Exercise material ->

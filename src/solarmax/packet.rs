use crate::prelude::*;
use crate::solarmax::metric::{Metric, MetricCode, MetricValue};

use std::collections::BTreeMap;

/// Query type sent in every request body (`64` on the wire).
pub const QUERY_TYPE: u8 = 100;

/// Address this client uses as the frame source.
pub const SOURCE_ADDRESS: &str = "FB";

/// Code used to fill a request up to a multiple of [`CODE_BLOCK`].
pub const PAD_CODE: &str = "SYS";

pub const CODE_BLOCK: usize = 4;

// header and trailer bytes the length field accounts for beyond the body
const LENGTH_OFFSET: usize = 9 + 5;

// {{{ InverterId
#[derive(Clone, Copy, Debug, PartialEq, Eq, Hash, Default)]
pub struct InverterId(pub u8);

impl std::fmt::Display for InverterId {
    fn fmt(&self, f: &mut std::fmt::Formatter<'_>) -> std::fmt::Result {
        write!(f, "{:02}", self.0)
    }
} // }}}

// {{{ Request
/// A metric query addressed to one inverter.
///
/// The code list always holds a multiple of four entries; unknown codes are
/// dropped and the remainder padded with `SYS`.
#[derive(Clone, Debug, PartialEq, Eq)]
pub struct Request {
    inverter: InverterId,
    codes: Vec<MetricCode>,
}

impl Request {
    pub fn new<S: AsRef<str>>(requested: &[S], inverter: InverterId) -> Self {
        let mut codes: Vec<MetricCode> = Vec::with_capacity(requested.len() + CODE_BLOCK);

        for code in requested.iter().map(|c| MetricCode::new(c.as_ref())) {
            if code.is_requestable() {
                codes.push(code);
            } else {
                warn!("unknown metric: <{}>", code);
            }
        }

        let padded = codes.len().div_ceil(CODE_BLOCK).max(1) * CODE_BLOCK;
        codes.resize(padded, MetricCode::new(PAD_CODE));

        Self { inverter, codes }
    }

    /// Builds a request from a comma separated list such as `"PAC,SYS"`.
    pub fn from_list(list: &str, inverter: InverterId) -> Self {
        let requested: Vec<&str> = list.split(',').collect();
        Self::new(&requested, inverter)
    }

    pub fn inverter(&self) -> InverterId {
        self.inverter
    }

    pub fn codes(&self) -> &[MetricCode] {
        &self.codes
    }

    /// Wire representation, e.g. `{FB;01;22|64:PAC;SYS;SYS;SYS|07E1}`.
    pub fn to_frame(&self) -> String {
        let joined = self
            .codes
            .iter()
            .map(MetricCode::as_str)
            .collect::<Vec<_>>()
            .join(";");

        let body = format!("|{:02x}:{}|", QUERY_TYPE, joined);
        let header = format!(
            "{};{:02x};{:02x}",
            SOURCE_ADDRESS,
            self.inverter.0,
            LENGTH_OFFSET + body.len()
        );

        // the checksum covers the lowercase hex fields, uppercasing comes last
        let data = header + &body;
        let checksum = Self::checksum(&data);

        format!("{{{}{:04x}}}", data, checksum).to_uppercase()
    }

    /// Plain byte sum, not truncated to 16 bits.
    pub fn checksum(data: &str) -> u64 {
        data.bytes().map(u64::from).sum()
    }
} // }}}

// {{{ Reply
/// A decoded inverter reply.
#[derive(Clone, Debug, PartialEq)]
pub struct Reply {
    pub inverter: i64,
    pub metrics: BTreeMap<MetricCode, Metric>,
}

impl Reply {
    /// Parses `{<src>;<dst>;<len>|<qtype>:<k>=<v>[,..];..|<checksum>}`.
    ///
    /// Decoding stops as soon as the next key repeats the current one, which
    /// marks the `SYS` padding of the request.
    pub fn parse(raw: &str) -> Result<Self, DecodeError> {
        let mut blocks = raw.split('|');
        let header = blocks.next().unwrap_or_default();

        let inverter_hex = header
            .split(';')
            .next()
            .and_then(|field| field.split('{').nth(1))
            .ok_or_else(|| DecodeError::MalformedHeader(format!("no inverter id in {:?}", header)))?;
        let inverter = i64::from_str_radix(inverter_hex, 16).map_err(|err| {
            DecodeError::MalformedHeader(format!("inverter id {:?}: {}", inverter_hex, err))
        })?;
        debug!("inverter id: {:02}", inverter);

        let data = blocks
            .next()
            .ok_or_else(|| DecodeError::MalformedBody(format!("no data block in {:?}", raw)))?;
        let pairs = data
            .split(':')
            .nth(1)
            .ok_or_else(|| DecodeError::MalformedBody(format!("no query type separator in {:?}", data)))?;

        let tokens: Vec<&str> = pairs.split(';').collect();
        let mut metrics = BTreeMap::new();

        for (i, token) in tokens.iter().enumerate() {
            let (key, value) = token.split_once('=').ok_or_else(|| DecodeError::MalformedValue {
                key: token.to_string(),
                value: String::new(),
            })?;

            // anything after the first comma is not part of the value
            let hex = value.split(',').next().unwrap_or_default();
            let raw_value = i64::from_str_radix(hex, 16).map_err(|_| DecodeError::MalformedValue {
                key: key.to_string(),
                value: value.to_string(),
            })?;

            let code = MetricCode::new(key);
            let metric = Metric::new(code.clone(), raw_value);
            trace!(
                "{}. {}-{} value: {:?}",
                i + 1,
                code,
                code.description().unwrap_or_default(),
                metric.value
            );
            metrics.insert(code.clone(), metric);

            let next_key = tokens
                .get(i + 1)
                .and_then(|next| next.split('=').next())
                .map(MetricCode::new);
            if next_key.as_ref() == Some(&code) {
                break;
            }
        }

        Ok(Self { inverter, metrics })
    }

    pub fn get(&self, code: &str) -> Option<&Metric> {
        self.metrics.get(code)
    }

    pub fn len(&self) -> usize {
        self.metrics.len()
    }

    pub fn is_empty(&self) -> bool {
        self.metrics.is_empty()
    }

    /// System status carried by the reply, if it contains `SYS`.
    pub fn status(&self) -> Option<StatusCode> {
        self.get("SYS").map(|m| StatusCode(m.raw))
    }

    /// Renders the metrics as a JSON object keyed by metric code.
    pub fn to_json(&self, shape: OutputShape) -> Result<String> {
        let json = match shape {
            OutputShape::Detailed => serde_json::to_string(&self.metrics)?,
            OutputShape::Plain => {
                let plain: BTreeMap<&str, MetricValue> = self
                    .metrics
                    .iter()
                    .map(|(code, metric)| (code.as_str(), metric.plain_value()))
                    .collect();
                serde_json::to_string(&plain)?
            }
        };

        Ok(json)
    }
} // }}}
#![allow(dead_code)]

use std::net::SocketAddr;
use std::time::Duration;
use tokio::io::{AsyncReadExt, AsyncWriteExt};
use tokio::net::TcpListener;
use tokio::task::JoinHandle;

use async_trait::async_trait;
use solarmax_metrics::prelude::*;

pub struct Factory;
impl Factory {
    /// Reply to `PAC,SYS`: 50 W, running, padded with a second `SYS`.
    pub fn pac_sys_reply() -> &'static str {
        "{01;FB;1E|64:PAC=64;SYS=4E21;SYS=4E21|XXXX}"
    }

    /// Reply to the default metric list as a SolarMax 3000S answers it.
    pub fn default_reply() -> &'static str {
        "{01;FB;78|64:KDY=2E;KMT=62;KYR=699;KT0=B256;TNF=1388;TKK=20;TYP=4E34;PAC=10A;PRL=2;IL1=3A;IDC=31;UL1=908;UDC=D12;SYS=4E28,0;SYS=4E28,0;SYS=4E28,0|1C86}"
    }

    pub fn transport(addr: SocketAddr, read_mode: ReadMode) -> TcpTransport {
        TcpTransport::new(
            &addr.ip().to_string(),
            addr.port(),
            Duration::from_millis(500),
            read_mode,
        )
    }
}

/// Transport answering every request with a fixed string.
pub struct CannedTransport {
    pub reply: String,
}

#[async_trait]
impl Transport for CannedTransport {
    async fn exchange(&self, _request: &str) -> String {
        self.reply.clone()
    }
}

/// A loopback stand-in for an inverter serving exactly one connection.
pub struct MockInverter {
    pub addr: SocketAddr,
    handle: JoinHandle<String>,
}

impl MockInverter {
    /// Reads one request, answers with `chunks` (flushed separately) and
    /// closes the connection.
    pub async fn start(chunks: Vec<&'static str>) -> Self {
        Self::spawn(chunks, Duration::ZERO).await
    }

    /// Reads one request and then holds the connection open without
    /// answering for `hold`.
    pub async fn silent(hold: Duration) -> Self {
        Self::spawn(Vec::new(), hold).await
    }

    async fn spawn(chunks: Vec<&'static str>, hold: Duration) -> Self {
        let listener = TcpListener::bind("127.0.0.1:0").await.unwrap();
        let addr = listener.local_addr().unwrap();

        let handle = tokio::spawn(async move {
            let (mut socket, _) = listener.accept().await.unwrap();

            let mut request = Vec::new();
            let mut buf = [0u8; 1024];
            while !request.ends_with(b"}") {
                let n = socket.read(&mut buf).await.unwrap();
                if n == 0 {
                    break;
                }
                request.extend_from_slice(&buf[..n]);
            }

            for chunk in chunks {
                socket.write_all(chunk.as_bytes()).await.unwrap();
                socket.flush().await.unwrap();
                tokio::time::sleep(Duration::from_millis(20)).await;
            }

            tokio::time::sleep(hold).await;
            String::from_utf8(request).unwrap()
        });

        Self { addr, handle }
    }

    /// The request frame the client sent.
    pub async fn request(self) -> String {
        self.handle.await.unwrap()
    }
}

/// An address nothing listens on.
pub async fn closed_addr() -> SocketAddr {
    let listener = TcpListener::bind("127.0.0.1:0").await.unwrap();
    let addr = listener.local_addr().unwrap();
    drop(listener);
    addr
}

What is needed ->
Using the data above, print exactly the lines from the line that contains "pub async fn silent(hold: Duration)" through the line that contains "let handle = tokio::spawn(async", with both included.

The completed task ->
    pub async fn silent(hold: Duration) -> Self {
        Self::spawn(Vec::new(), hold).await
    }

    async fn spawn(chunks: Vec<&'static str>, hold: Duration) -> Self {
        let listener = TcpListener::bind("127.0.0.1:0").await.unwrap();
        let addr = listener.local_addr().unwrap();

        let handle = tokio::spawn(async move {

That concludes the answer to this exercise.